И Карлейн выходит, предварительно кивнув головой. Закрывает за собой дверь и понимает, что детородный механизм, который всегда активировался исключительно силой его мысли, в данный момент включился самостоятельно — без его на то воли.
***
Хейзел молил Акву ответить, но либо она не слышала, либо не хотела слышать, либо попросту не могла ответить, но уже спешила на помощь. В любом случае, прямо сейчас они были в комнате втроем — он, который тоже не взял свою шкуру, как и мать, сама Элеонор и этот жуткий старик, на которого сейчас Хейзел набросится и попытается выдавить глаза.
— Я так понимаю, мальчонка не хочет, чтобы всё вышло по-хорошему? — старик хищно улыбается. Пацана он вырубит чем-нибудь, но пока не решил, чем — ведь его нельзя было убивать и тяжело травмировать. А вот с Элеонор… с этой красавицей-волчицей… он мог делать всё, что захочется — и убить в конце. Вот только пацана здесь быть было не должно. Это немного затрудняет всё то, что должно случиться.
— Хейзел, прошу… уйди. Пусть он отомстит. Он имеет на это право.
Паренек начинает тяжело дышать, и старик понимает, что тот сейчас набросится на него — ярость так и читается в его глазах. Хорошо, что к такому развитию событий он готов.
Хейзел прыгает — совершает настолько мощный прыжок, что должен был бы долететь до колдуна и тут же воткнуть свои большие пальчики ему в глазницы. Но вместо этого его траектория прерывается неизвестно откуда взявшимся табуретом — он прилетает в Хейзела справа и отбрасывает в сторону. И, еще до того, как он успевает встать — его приковывает к стене деревянный стол, а затем в его сторону устремляются четыре металлических предмета, но падают на пол на полпути, что связано с атакой Элеонор — теперь уже она бросается на колдуна, но получает удар огромным шкафом.
Все предметы двигаются силой мысли — колдун оказался очень мощным телекинетиком, вот только самих людей, видимо, отталкивать он не мог — ему нужно было нечто неодушевленное.
Хейзел отбрасывает от себя стол и вновь бросается на старика, воспользовавшись его отвлечением на Элеонор. И почти успевает. Каких-то двадцать сантиметров отделяют мальчика от колдуна — но в него вновь врезается что-то тяжелое — на этот раз он даже не понял, что это. Но было абсолютно точно больнее.
И, едва он успевает понять, что лежит на полу — как его руки и ноги придавливаются к полу металлическими скобами, которые раньше были чем-то иным, но Хейзел понятии не имел, чем именно. Сейчас он видит, как мать пытается наброситься на колдуна, но тот снова отбрасывает ее тем самым столом, которым совсем недавно он придавливал к стене самого Хейзела.
Мать падает рядом с кроватью.
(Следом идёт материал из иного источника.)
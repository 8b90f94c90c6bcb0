use serde_json::{Map, Value};
use uuid::Uuid;

use crate::error::EnvError;
use crate::observation::Snapshot;
use crate::policy::{RewardPolicy, StepContext};

use super::simulator::Simulator;

/// Result of one environment step, in the conventional RL shape.
#[derive(Debug, Clone)]
pub struct Transition {
    pub observation: Snapshot,
    pub reward: f64,
    pub done: bool,
    pub info: Map<String, Value>,
}

/// Couples a simulation with one reward policy and exposes the usual
/// `reset`/`step` surface to the training loop.
///
/// The wrapper keeps the previous snapshot so the policy always sees a
/// `(prior, current)` pair, and it is the one place that turns a policy's
/// forced-termination demand into an actual quit on the simulator.
pub struct RewardShapingEnv<S: Simulator> {
    simulator: S,
    policy: Box<dyn RewardPolicy>,
    previous: Option<Snapshot>,
    episode_id: Uuid,
    episode_steps: u64,
    episode_return: f64,
}

impl<S: Simulator> RewardShapingEnv<S> {
    pub fn new(simulator: S, policy: Box<dyn RewardPolicy>) -> Self {
        Self {
            simulator,
            policy,
            previous: None,
            episode_id: Uuid::nil(),
            episode_steps: 0,
            episode_return: 0.0,
        }
    }

    pub fn simulator(&self) -> &S {
        &self.simulator
    }

    pub fn reset(&mut self) -> Result<Snapshot, EnvError> {
        let first = self.simulator.reset()?;
        self.policy.reset(&first)?;
        self.previous = Some(first.clone());
        self.episode_id = Uuid::new_v4();
        self.episode_steps = 0;
        self.episode_return = 0.0;
        tracing::debug!(episode = %self.episode_id, "episode reset");
        Ok(first)
    }

    pub fn step(&mut self, action: &S::Action) -> Result<Transition, EnvError> {
        let prior = self.previous.take().ok_or(EnvError::NotReset)?;
        let (current, simulation_done) = self.simulator.step(action)?;
        let ctx = StepContext {
            simulation_done,
            in_normal_game: self.simulator.in_normal_game(),
        };
        let verdict = self.policy.step(&prior, &current, ctx)?;

        if verdict.forced_quit {
            tracing::warn!(
                episode = %self.episode_id,
                steps = self.episode_steps,
                frozen_steps = self.policy.frozen_steps(),
                "episode stuck, forcing quit"
            );
            self.simulator.quit()?;
        }

        self.episode_steps += 1;
        self.episode_return += verdict.reward;

        let mut info = Map::new();
        info.insert(
            "frozen_steps".to_string(),
            Value::from(self.policy.frozen_steps()),
        );
        info.insert("forced_quit".to_string(), Value::from(verdict.forced_quit));

        if verdict.done {
            tracing::info!(
                episode = %self.episode_id,
                steps = self.episode_steps,
                episode_return = self.episode_return,
                "episode finished"
            );
        }

        self.previous = Some(current.clone());
        Ok(Transition {
            observation: current,
            reward: verdict.reward,
            done: verdict.done,
            info,
        })
    }
}

#[cfg(test)]
mod tests {
    use super::*;
    use crate::config::Settings;
    use crate::env::scripted::ScriptedSimulator;
    use crate::policy::{build_policy, TaskKind};

    /// Turn counter advances for the first ten steps, then stalls for the
    /// rest of the script.
    fn stalling_script(len: usize) -> Vec<Snapshot> {
        (0..len)
            .map(|i| Snapshot::builder().turn(i.min(9) as i64).score(0).build())
            .collect()
    }

    fn score_env(script: Vec<Snapshot>) -> RewardShapingEnv<ScriptedSimulator> {
        let settings = Settings::default();
        let policy = build_policy(TaskKind::ScoreDelta, &settings, None).unwrap();
        RewardShapingEnv::new(ScriptedSimulator::new(script), policy)
    }

    #[test]
    fn test_step_before_reset_is_an_error() {
        let mut env = score_env(stalling_script(3));
        assert!(matches!(env.step(&0), Err(EnvError::NotReset)));
    }

    #[test]
    fn test_stalled_episode_is_force_quit_within_threshold() {
        // Stalls run from step 10 onwards; the 48th consecutive stall lands
        // on step 57, within the 58-step deadline.
        let mut env = score_env(stalling_script(80));
        env.reset().unwrap();

        let mut steps = 0;
        loop {
            let transition = env.step(&0).unwrap();
            steps += 1;
            if transition.done {
                // final active step pays exactly the constant stuck penalty
                // (score never moves in this script)
                assert!((transition.reward - (-0.01)).abs() < 1e-12);
                assert_eq!(transition.info["forced_quit"], true);
                assert_eq!(transition.info["frozen_steps"], 48);
                break;
            }
        }
        assert_eq!(steps, 57);
        assert!(steps <= 58);
        assert_eq!(env.simulator().quit_count(), 1);
    }

    #[test]
    fn test_score_deltas_flow_through() {
        let script = vec![
            Snapshot::builder().turn(0).score(0).build(),
            Snapshot::builder().turn(1).score(10).build(),
            Snapshot::builder().turn(2).score(10).build(),
            Snapshot::builder().turn(3).score(25).build(),
        ];
        let mut env = score_env(script);
        env.reset().unwrap();
        assert_eq!(env.step(&0).unwrap().reward, 10.0);
        assert_eq!(env.step(&0).unwrap().reward, 0.0);
        let last = env.step(&0).unwrap();
        assert_eq!(last.reward, 15.0);
        // script exhausted: the simulation reports done on its last frame
        assert!(last.done);
        assert_eq!(env.simulator().quit_count(), 0);
    }

    #[test]
    fn test_reset_starts_a_fresh_episode() {
        let script = vec![
            Snapshot::builder().turn(0).score(0).build(),
            Snapshot::builder().turn(0).score(0).build(),
            Snapshot::builder().turn(1).score(5).build(),
        ];
        let mut env = score_env(script);
        env.reset().unwrap();
        let first = env.step(&0).unwrap();
        assert_eq!(first.info["frozen_steps"], 1);

        // fresh episode: stall run must not carry over
        env.reset().unwrap();
        let first = env.step(&0).unwrap();
        assert_eq!(first.info["frozen_steps"], 1);
        let second = env.step(&0).unwrap();
        assert_eq!(second.info["frozen_steps"], 0);
        assert_eq!(second.reward, 5.0);
    }
}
С ее виска спускается тонкая струйка крови. Кажется, уголок стола угодил ей по голове.
— Наконец-то, — говорит старик. — Сколько… лишних телодвижений. Не люблю я… такие прилюдии.
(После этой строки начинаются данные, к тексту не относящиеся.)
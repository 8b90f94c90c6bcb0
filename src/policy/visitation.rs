use indexmap::IndexSet;

use crate::observation::LocationKey;

/// Grants a one-time bonus the first time each dungeon location is seen in
/// an episode.
#[derive(Debug, Clone)]
pub struct VisitationLedger {
    visited: IndexSet<LocationKey>,
    bonus: f64,
}

impl VisitationLedger {
    pub fn new(bonus: f64) -> Self {
        Self {
            visited: IndexSet::new(),
            bonus,
        }
    }

    /// Returns the configured bonus on the first call for `key` this
    /// episode, 0.0 on every later call.
    pub fn visit(&mut self, key: LocationKey) -> f64 {
        if self.visited.insert(key) {
            tracing::debug!(branch = key.branch, depth = key.depth, "first visit");
            self.bonus
        } else {
            0.0
        }
    }

    /// Distinct locations visited so far this episode.
    pub fn visit_count(&self) -> u32 {
        self.visited.len() as u32
    }

    pub fn reset(&mut self) {
        self.visited.clear();
    }
}

#[cfg(test)]
mod tests {
    use super::*;

    const KEY: LocationKey = LocationKey { branch: 0, depth: 1 };

    #[test]
    fn test_bonus_granted_once() {
        let mut ledger = VisitationLedger::new(10.0);
        assert_eq!(ledger.visit(KEY), 10.0);
        assert_eq!(ledger.visit(KEY), 0.0);
        assert_eq!(ledger.visit(KEY), 0.0);
        assert_eq!(ledger.visit_count(), 1);
    }

    #[test]
    fn test_reset_restores_bonus() {
        let mut ledger = VisitationLedger::new(1.0);
        ledger.visit(KEY);
        ledger.reset();
        assert_eq!(ledger.visit(KEY), 1.0);
    }
}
Он подходит к матери Хейзела и поднимает ее, кладет на кровать. Облизывает ее лицо своим языком, отчего она морщится.
«Не трогай её! Ублюдок! Дрянь! Я убью тебя!!!» — хотел бы сказать Хейзел, но говорить он мог исключительно в своих фантазиях. Он снова пытается вырваться, освободить руки, но те слишком плотно прижаты к полу.
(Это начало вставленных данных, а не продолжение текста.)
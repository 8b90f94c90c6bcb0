//! Fixed-offset accessors into the raw snapshot rows.
//!
//! The simulation exposes player statistics and internal flags as plain
//! integer sequences whose field meanings are fixed by index. Every offset
//! is declared exactly once here; call sites go through the named methods
//! and get a bounds check for free.

use crate::error::PolicyError;

use super::snapshot::{LocationKey, Snapshot};

// stats row
pub(crate) const STAT_POS_X: usize = 0;
pub(crate) const STAT_POS_Y: usize = 1;
pub(crate) const STAT_SCORE: usize = 9;
pub(crate) const STAT_GOLD: usize = 13;
pub(crate) const STAT_EXP_LEVEL: usize = 18;
pub(crate) const STAT_EXP_POINTS: usize = 19;
pub(crate) const STAT_TURN: usize = 20;
pub(crate) const STAT_BRANCH: usize = 23;
pub(crate) const STAT_DEPTH: usize = 24;
pub(crate) const STAT_LEN: usize = 27;

// internal flags row
pub(crate) const FLAG_MENU_WAIT: usize = 3;
pub(crate) const FLAG_STAIRS_DOWN: usize = 4;
pub(crate) const FLAG_NUTRITION: usize = 7;
pub(crate) const INTERNAL_LEN: usize = 9;

impl Snapshot {
    fn stat(&self, field: &'static str, index: usize) -> Result<i64, PolicyError> {
        self.stats
            .get(index)
            .copied()
            .ok_or(PolicyError::OutOfRange {
                field,
                index,
                len: self.stats.len(),
            })
    }

    fn internal(&self, field: &'static str, index: usize) -> Result<i64, PolicyError> {
        self.internals
            .get(index)
            .copied()
            .ok_or(PolicyError::OutOfRange {
                field,
                index,
                len: self.internals.len(),
            })
    }

    /// Player map coordinates, `(x, y)`.
    pub fn position(&self) -> Result<(i64, i64), PolicyError> {
        Ok((
            self.stat("position_x", STAT_POS_X)?,
            self.stat("position_y", STAT_POS_Y)?,
        ))
    }

    /// Cumulative in-game score.
    pub fn score(&self) -> Result<i64, PolicyError> {
        self.stat("score", STAT_SCORE)
    }

    /// Gold carried by the player.
    pub fn gold(&self) -> Result<i64, PolicyError> {
        self.stat("gold", STAT_GOLD)
    }

    /// Experience level.
    pub fn experience_level(&self) -> Result<i64, PolicyError> {
        self.stat("experience_level", STAT_EXP_LEVEL)
    }

    /// Experience points.
    pub fn experience_points(&self) -> Result<i64, PolicyError> {
        self.stat("experience_points", STAT_EXP_POINTS)
    }

    /// The turn/move counter. Stuck detection watches this value; a step
    /// that leaves it unchanged did not consume game time.
    pub fn turn_counter(&self) -> Result<i64, PolicyError> {
        self.stat("turn_counter", STAT_TURN)
    }

    /// Dungeon location key, `(branch, depth)`.
    pub fn location(&self) -> Result<LocationKey, PolicyError> {
        Ok(LocationKey {
            branch: self.stat("branch", STAT_BRANCH)?,
            depth: self.stat("depth", STAT_DEPTH)?,
        })
    }

    /// True while a menu or prompt is swallowing input.
    pub fn menu_blocked(&self) -> Result<bool, PolicyError> {
        Ok(self.internal("menu_wait", FLAG_MENU_WAIT)? != 0)
    }

    /// True when the player stands on a downward staircase.
    pub fn stairs_down_underfoot(&self) -> Result<bool, PolicyError> {
        Ok(self.internal("stairs_down", FLAG_STAIRS_DOWN)? != 0)
    }

    /// Hunger/nutrition counter.
    pub fn nutrition(&self) -> Result<i64, PolicyError> {
        self.internal("nutrition", FLAG_NUTRITION)
    }
}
— Кажется, у нас свидетель, — говорит старик. — Прикрою-ка я ему глазки, да? Всё же… травмировать детскую психику… ну зачем? Мне спасибо за это не скажут.
«А кто… должен сказать спасибо?» — спрашивает Хейзел в своей голове, но ответить некому — Аквы здесь нет. И, скорее всего, уже не будет…
Старик проходит по комнате, хватает нечто наподобие шарфа и подходит к волчонку. Смотрит в его глаза.